“Elections Could Be Avoided”

The Italian government is in crisis—which is to say things are proceeding normally for the Italians, since that government has been stably unstable since the end of WWII (66 separate Cabinets in those 75 years).

The latest round is Matteo Renzi taking his Italia Viva party out of the four party coalition government (have I mentioned stability?) that currently is in charge and is nominally led by Prime Minister Giuseppe Conte and the major coalition parties, the 5-Star Movement and the Democratic Party (the Free and Equal party is the fourth coalition member). The withdrawal included the resignations of two IV cabinet ministers, which eliminated the coalition’s parliamentary majority (don’t ask. This is Italian politics).
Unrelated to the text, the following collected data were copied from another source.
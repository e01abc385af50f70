//! Levin -- the framed request/response wire protocol between nodes.
//!
//! Every packet is a fixed 33-byte bucket head followed by a portable
//! storage payload. One connection multiplexes any number of concurrent
//! invocations, correlated by command id; a dedicated dispatch task owns
//! the read half and routes responses to waiting callers.

pub mod codec;
pub mod connection;
pub mod error;

pub use codec::{BucketCodec, BucketHead, Frame};
pub use connection::{Connection, IncomingMessage};
pub use error::{LevinError, Result};

/// Appears at the beginning of every levin packet.
pub const LEVIN_SIGNATURE: u64 = 0x0101_0101_0101_2101;

/// Only protocol version 1 exists.
pub const LEVIN_VERSION: u32 = 1;

/// Serialized bucket head size in bytes.
pub const BUCKET_HEAD_SIZE: usize = 33;

/// Upper bound on a single packet's payload.
pub const MAX_PACKET_SIZE: u64 = 16 * 1024 * 1024;

/// Packet flag values.
pub const FLAG_REQUEST: u32 = 1;
pub const FLAG_RESPONSE: u32 = 2;
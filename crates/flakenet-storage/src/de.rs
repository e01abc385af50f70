//! Decoding: self-describing parse into a `Section`, strictly per wire
//! tags. Typed extraction happens afterwards in [`crate::storable`].

use crate::error::{Result, StorageError};
use crate::storable::Storable;
use crate::value::{Array, Section, TypeTag, Value};
use crate::varint::{read_varint, take};
use crate::{ARRAY_MASK, STORAGE_SIGNATURE, STORAGE_VERSION};

/// Decode a full wire payload (storage header + root section) into a
/// typed record.
pub fn from_bytes<T: Storable>(data: &[u8]) -> Result<T> {
    // A zero-length payload stands for an empty record: fine for shapes
    // with no declared fields, MissingEntry for anything else.
    if data.is_empty() {
        return T::from_section(Section::new());
    }
    let mut input = data;
    read_header(&mut input)?;
    let section = read_section(&mut input)?;
    T::from_section(section)
}

fn read_header(input: &mut &[u8]) -> Result<()> {
    let raw = take(input, 8)?;
    let signature = u64::from_le_bytes(raw.try_into().expect("8-byte slice"));
    if signature != STORAGE_SIGNATURE {
        return Err(StorageError::BadSignature { got: signature });
    }
    let version = take(input, 1)?[0];
    if version != STORAGE_VERSION {
        return Err(StorageError::BadVersion { got: version });
    }
    Ok(())
}

fn read_section(input: &mut &[u8]) -> Result<Section> {
    let count = read_varint(input)?;
    let mut section = Section::new();
    for _ in 0..count {
        let name = read_name(input)?;
        let value = read_entry(input)?;
        section.insert(&name, value);
    }
    Ok(section)
}

fn read_name(input: &mut &[u8]) -> Result<String> {
    let len = take(input, 1)?[0] as usize;
    let raw = take(input, len)?;
    String::from_utf8(raw.to_vec()).map_err(|_| StorageError::InvalidUtf8)
}

fn read_entry(input: &mut &[u8]) -> Result<Value> {
    let raw_tag = take(input, 1)?[0];
    if raw_tag & ARRAY_MASK != 0 {
        let elem = TypeTag::from_u8(raw_tag & !ARRAY_MASK)?;
        read_array(input, elem)
    } else {
        read_value(input, TypeTag::from_u8(raw_tag)?)
    }
}

fn read_array(input: &mut &[u8], elem: TypeTag) -> Result<Value> {
    let count = read_varint(input)?;
    let mut array = Array::new(elem);
    for _ in 0..count {
        array.items.push(read_value(input, elem)?);
    }
    Ok(Value::Array(array))
}

/// Read one value payload; the wire tag alone governs how many bytes are
/// consumed.
fn read_value(input: &mut &[u8], tag: TypeTag) -> Result<Value> {
    Ok(match tag {
        TypeTag::I64 => Value::I64(i64::from_le_bytes(take(input, 8)?.try_into().unwrap())),
        TypeTag::I32 => Value::I32(i32::from_le_bytes(take(input, 4)?.try_into().unwrap())),
        TypeTag::I16 => Value::I16(i16::from_le_bytes(take(input, 2)?.try_into().unwrap())),
        TypeTag::I8 => Value::I8(take(input, 1)?[0] as i8),
        TypeTag::U64 => Value::U64(u64::from_le_bytes(take(input, 8)?.try_into().unwrap())),
        TypeTag::U32 => Value::U32(u32::from_le_bytes(take(input, 4)?.try_into().unwrap())),
        TypeTag::U16 => Value::U16(u16::from_le_bytes(take(input, 2)?.try_into().unwrap())),
        TypeTag::U8 => Value::U8(take(input, 1)?[0]),
        TypeTag::F64 => Value::F64(f64::from_le_bytes(take(input, 8)?.try_into().unwrap())),
        TypeTag::Bool => Value::Bool(take(input, 1)?[0] != 0),
        TypeTag::String => {
            let len = read_varint(input)? as usize;
            Value::String(take(input, len)?.to_vec())
        }
        TypeTag::Object => Value::Object(read_section(input)?),
    })
}

#[cfg(test)]
mod tests {
    use super::*;
    use crate::ser::to_bytes;
    use crate::storable::SectionReader;

    #[derive(Debug, Clone, PartialEq, Default)]
    struct Inner {
        ip: u32,
        port: u16,
    }

    impl Storable for Inner {
        fn to_section(&self) -> Section {
            let mut s = Section::new();
            s.insert("m_ip", Value::U32(self.ip));
            s.insert("m_port", Value::U16(self.port));
            s
        }

        fn from_section(section: Section) -> Result<Self> {
            let mut r = SectionReader::new(section);
            let out = Self {
                ip: r.take("m_ip")?.as_u32()?,
                port: r.take("m_port")?.as_u16()?,
            };
            r.finish()?;
            Ok(out)
        }
    }

    #[derive(Debug, Clone, PartialEq, Default)]
    struct Outer {
        name: String,
        seen: i64,
        ratio: f64,
        live: bool,
        addr: Inner,
        ports: Vec<u16>,
    }

    impl Storable for Outer {
        fn to_section(&self) -> Section {
            let mut s = Section::new();
            s.insert("name", Value::text(&self.name));
            s.insert("seen", Value::I64(self.seen));
            s.insert("ratio", Value::F64(self.ratio));
            s.insert("live", Value::Bool(self.live));
            s.insert("addr", Value::Object(self.addr.to_section()));
            let mut ports = Array::new(TypeTag::U16);
            ports.items = self.ports.iter().map(|p| Value::U16(*p)).collect();
            s.insert("ports", Value::Array(ports));
            s
        }

        fn from_section(section: Section) -> Result<Self> {
            let mut r = SectionReader::new(section);
            let out = Self {
                name: r.take("name")?.into_string()?,
                seen: r.take("seen")?.as_i64()?,
                ratio: r.take("ratio")?.as_f64()?,
                live: r.take("live")?.as_bool()?,
                addr: Inner::from_section(r.take("addr")?.into_section()?)?,
                ports: {
                    let array = r.take("ports")?.into_array()?;
                    if array.elem != TypeTag::U16 {
                        return Err(StorageError::ArrayKindMismatch {
                            expected: TypeTag::U16.name(),
                            found: array.elem.name(),
                        });
                    }
                    array
                        .items
                        .into_iter()
                        .map(|v| v.as_u16())
                        .collect::<Result<_>>()?
                },
            };
            r.finish()?;
            Ok(out)
        }
    }

    fn sample() -> Outer {
        Outer {
            name: "snowfall".into(),
            seen: -44,
            ratio: 0.75,
            live: true,
            addr: Inner {
                ip: 0x7b7b7b7b,
                port: 12560,
            },
            ports: vec![1, 2, 3],
        }
    }

    #[test]
    fn test_roundtrip_nested_and_arrays() {
        let original = sample();
        let bytes = to_bytes(&original).unwrap();
        let back: Outer = from_bytes(&bytes).unwrap();
        assert_eq!(back, original);
    }

    #[test]
    fn test_empty_array_roundtrip() {
        let original = Outer {
            ports: vec![],
            ..sample()
        };
        let bytes = to_bytes(&original).unwrap();
        let back: Outer = from_bytes(&bytes).unwrap();
        assert_eq!(back, original);
    }

    #[test]
    fn test_bad_signature_rejected() {
        let mut bytes = to_bytes(&sample()).unwrap();
        bytes[0] ^= 0xff;
        assert!(matches!(
            from_bytes::<Outer>(&bytes),
            Err(StorageError::BadSignature { .. })
        ));
    }

    #[test]
    fn test_bad_version_rejected() {
        let mut bytes = to_bytes(&sample()).unwrap();
        bytes[8] = 2;
        assert!(matches!(
            from_bytes::<Outer>(&bytes),
            Err(StorageError::BadVersion { got: 2 })
        ));
    }

    #[test]
    fn test_unknown_tag_rejected() {
        let mut bytes = to_bytes(&Inner::default()).unwrap();
        // Tag byte of m_ip sits after header(9) + count(1) + name len(1) + "m_ip"(4).
        bytes[15] = 0x1f;
        assert!(matches!(
            from_bytes::<Inner>(&bytes),
            Err(StorageError::UnknownTag { tag: 0x1f })
        ));
    }

    #[test]
    fn test_truncated_payload_rejected() {
        let bytes = to_bytes(&sample()).unwrap();
        let short = &bytes[..bytes.len() - 1];
        assert!(matches!(
            from_bytes::<Outer>(short),
            Err(StorageError::UnexpectedEof)
        ));
    }

    #[test]
    fn test_wire_tag_governs_width() {
        // Encode the ip as uint8 on the wire; the uint32 field accepts it.
        struct NarrowInner;
        impl Storable for NarrowInner {
            fn to_section(&self) -> Section {
                let mut s = Section::new();
                s.insert("m_ip", Value::U8(9));
                s.insert("m_port", Value::U16(7));
                s
            }
            fn from_section(_: Section) -> Result<Self> {
                Ok(NarrowInner)
            }
        }
        let bytes = to_bytes(&NarrowInner).unwrap();
        let back: Inner = from_bytes(&bytes).unwrap();
        assert_eq!(back, Inner { ip: 9, port: 7 });
    }

    #[test]
    fn test_signed_unsigned_mismatch() {
        struct SignedInner;
        impl Storable for SignedInner {
            fn to_section(&self) -> Section {
                let mut s = Section::new();
                s.insert("m_ip", Value::I32(9));
                s.insert("m_port", Value::U16(7));
                s
            }
            fn from_section(_: Section) -> Result<Self> {
                Ok(SignedInner)
            }
        }
        let bytes = to_bytes(&SignedInner).unwrap();
        assert!(matches!(
            from_bytes::<Inner>(&bytes),
            Err(StorageError::TypeMismatch { .. })
        ));
    }
}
A couple of things ensue from Renzi’s move: coalition parties attempt to negotiate a new coalition agreement with Italia Viva. If that fails, President Sergio Mattarella assemble a “national unity” government to deal with the Wuhan Virus situation. It Mattarella failed, the only option would be national elections.

That brings me to what drew my eye and to the point of this article.

Renzi said, in the aftermath of his collapsing the coalition government, that (quoting from OANN‘s paraphrase) he thought elections could be avoided.

Elections could be avoided. Avoid letting the people choose their own government whenever possible.

This is an all-too-typical attitude of European politicians. They’re in charge, not the people.

This is the Europe Progressive-Democrats want us to emulate.

An Empirical Test?

Ex-Progressive-Democratic Party Presidential candidate and ex-entrepreneur Andrew Yang now is running for mayor of New York City, and he wants to implement there his Universal Basic Income scheme.

We can eradicate extreme poverty in New York City. If you put just a little money in their hands it can actually be what keeps them in their home and, again, avoids them hitting city services that are incredibly expensive.

Or not.

Keep in mind that demand is not the number of people who want a product, it’s the amount of money being spent for the product.

The problem with giving unearned money to everyone—using the $1,000/mo, or $12,000/yr, from his Presidential campaign for concreteness—is that you increase demand (this time artificially) by those $12k/yr. Since production won’t increase much—the money representing demand won’t be earned from production, it’ll be printed, or it’ll come from taxes, or it’ll come from borrowing (future taxes)—the result will be pure inflation.

That inflation will rise to fully absorb those $12k, leaving buying power where it was before the UBI started getting handed out. The $2 candy bar will cost $24, and the UBI will be completely absorbed. The recipients will be no better off than before.

In fact, everyone will be worse off. Inflation will leave everyone’s buying power fundamentally unchanged, but money taken out of the economy by those taxes or that debt will lead to an overall reduction in economic activity. Taxes or debt (either one) will reduce businesses’ ability to innovate—which is jobs—or to give bonuses/pay raises—which is jobs—or to improve existing plant—which is jobs—or to hire more employees—which is jobs—since absent innovation, there’ll be reduced ability to expand.

Or, Yang is onto something.

If so, what better place to run the test than in the aftermath of Bill de Blasio’s New York City?